* **What is expected**: After locating the line with "pub enum PlayerState" in the data that follows, return it and every later line exactly, up to and including the line with "pub fn url(&self)".
BEGIN
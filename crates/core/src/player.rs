//! Player view: resolves one game and describes what to render for it.

use tracing::{error, warn};

use crate::{
    catalog::CatalogError,
    fullscreen::{DisplayCapability, FullscreenChange, FullscreenMachine, FullscreenState},
    models::GameRecord,
    router::Route,
};

/// Resolution state of the player.
#[derive(Debug, Clone, PartialEq)]
pub enum PlayerState {
    /// Waiting for the catalog.
    Loading,
    /// The game was found.
    Found(GameRecord),
    /// The id is not in the catalog.
    NotFound,
}

/// What occupies the play area.
#[derive(Debug, Clone, PartialEq, Eq)]
pub enum PlaySurface<'a> {
    /// The game page embedded in a focusable frame.
    Embedded {
        /// Page to embed.
        url: &'a str,
        /// Frame title.
        title: &'a str,
    },
    /// Call-to-action linking out to a store.
    Download {
        /// Store link, opened in a new browsing context.
        url: &'a str,
        /// Game title.
        title: &'a str,
        /// Short description.
        description: &'a str,
        /// Artwork.
        thumbnail: &'a str,
    },
}

impl PlaySurface<'_> {
    /// Whether this surface offers a fullscreen toggle.
    pub fn offers_fullscreen(&self) -> bool {
        matches!(self, PlaySurface::Embedded { .. })
    }

    /// Link the surface points at.
    pub fn url(&self) -> &str {
        match self {
            PlaySurface::Embedded { url, .. } | PlaySurface::Download { url, .. } => url,
        }
    }
}

/// Descriptive content shown below the play surface.
#[derive(Debug, Clone, PartialEq, Eq)]
pub struct InfoPanel<'a> {
    /// Section heading.
    pub heading: String,
    /// Long description, or the short one.
    pub description: &'a str,
    /// Author credit.
    pub author: &'a str,
    /// Last-updated label.
    pub last_updated: &'a str,
    /// Platform line.
    pub platform: &'static str,
    /// How-to-play text.
    pub instructions: &'a str,
    /// Controls, when provided.
    pub controls: Option<&'a str>,
    /// Feature bullets.
    pub features: Vec<&'a str>,
}

impl<'a> InfoPanel<'a> {
    fn for_record(record: &'a GameRecord) -> Self {
        Self {
            heading: format!("About {}", record.title),
            description: record.long_description(),
            author: record.author(),
            last_updated: record.last_updated(),
            platform: record.platform_label(),
            instructions: record.instructions(),
            controls: record.controls(),
            features: record.features(),
        }
    }
}

/// Player view for one route id.
#[derive(Debug, Clone)]
pub struct PlayerView {
    id: String,
    state: PlayerState,
    fullscreen: FullscreenMachine,
}

impl PlayerView {
    /// Mount for `id` in the loading state.
    pub fn new(id: impl Into<String>) -> Self {
        Self {
            id: id.into(),
            state: PlayerState::Loading,
            fullscreen: FullscreenMachine::new(),
        }
    }

    /// Requested game id.
    pub fn id(&self) -> &str {
        &self.id
    }

    /// Resolution state.
    pub fn state(&self) -> &PlayerState {
        &self.state
    }

    /// Resolved record, if any.
    pub fn game(&self) -> Option<&GameRecord> {
        match &self.state {
            PlayerState::Found(record) => Some(record),
            _ => None,
        }
    }

    /// Look the id up in a fully loaded catalog.
    ///
    /// Runs once; later calls are ignored. Returns the redirect to follow
    /// when the id is unknown.
    pub fn resolve(&mut self, records: &[GameRecord]) -> Option<Route> {
        if self.state != PlayerState::Loading {
            return None;
        }
        match records.iter().find(|record| record.id == self.id) {
            Some(record) => {
                self.state = PlayerState::Found(record.clone());
                None
            }
            None => {
                warn!(id = %self.id, "Game not found");
                self.state = PlayerState::NotFound;
                Some(Route::Listing)
            }
        }
    }

    /// Handle a catalog failure while loading: log it and leave for the listing.
    pub fn fail(&mut self, err: &CatalogError) -> Option<Route> {
        if self.state != PlayerState::Loading {
            return None;
        }
        error!(id = %self.id, %err, "Failed to load games");
        self.state = PlayerState::NotFound;
        Some(Route::Listing)
    }

    /// Surface to render, once the game is resolved.
    pub fn surface(&self) -> Option<PlaySurface<'_>> {
        let record = self.game()?;
        Some(if record.kind.is_embeddable() {
            PlaySurface::Embedded {
                url: &record.url,
                title: &record.title,
            }
        } else {
            PlaySurface::Download {
                url: &record.url,
                title: &record.title,
                description: &record.description,
                thumbnail: &record.thumbnail,
            }
        })
    }

    /// Details panel; hidden while fullscreen.
    pub fn info_panel(&self) -> Option<InfoPanel<'_>> {
        if self.fullscreen.is_fullscreen() {
            return None;
        }
        self.game().map(InfoPanel::for_record)
    }

    /// Whether the header bar is shown.
    pub fn shows_header(&self) -> bool {
        self.game().is_some() && !self.fullscreen.is_fullscreen()
    }

    /// Whether a fullscreen toggle is offered.
    pub fn offers_fullscreen(&self) -> bool {
        self.surface()
            .map(|surface| surface.offers_fullscreen())
            .unwrap_or(false)
    }

    /// Fullscreen machine.
    pub fn fullscreen(&self) -> &FullscreenMachine {
        &self.fullscreen
    }

    /// Toggle fullscreen. Returns `None` when the surface offers no toggle.
    pub fn toggle_fullscreen(
        &mut self,
        display: &mut dyn DisplayCapability,
    ) -> Option<FullscreenState> {
        if !self.offers_fullscreen() {
            return None;
        }
        Some(self.fullscreen.toggle(display))
    }

    /// Apply a platform fullscreen notification.
    pub fn on_fullscreen_change(&mut self, change: FullscreenChange) -> bool {
        self.fullscreen.on_platform_change(change)
    }
}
END
* **Response to this exercise**:
pub enum PlayerState {
    /// Waiting for the catalog.
    Loading,
    /// The game was found.
    Found(GameRecord),
    /// The id is not in the catalog.
    NotFound,
}

/// What occupies the play area.
#[derive(Debug, Clone, PartialEq, Eq)]
pub enum PlaySurface<'a> {
    /// The game page embedded in a focusable frame.
    Embedded {
        /// Page to embed.
        url: &'a str,
        /// Frame title.
        title: &'a str,
    },
    /// Call-to-action linking out to a store.
    Download {
        /// Store link, opened in a new browsing context.
        url: &'a str,
        /// Game title.
        title: &'a str,
        /// Short description.
        description: &'a str,
        /// Artwork.
        thumbnail: &'a str,
    },
}

impl PlaySurface<'_> {
    /// Whether this surface offers a fullscreen toggle.
    pub fn offers_fullscreen(&self) -> bool {
        matches!(self, PlaySurface::Embedded { .. })
    }

    /// Link the surface points at.
    pub fn url(&self) -> &str {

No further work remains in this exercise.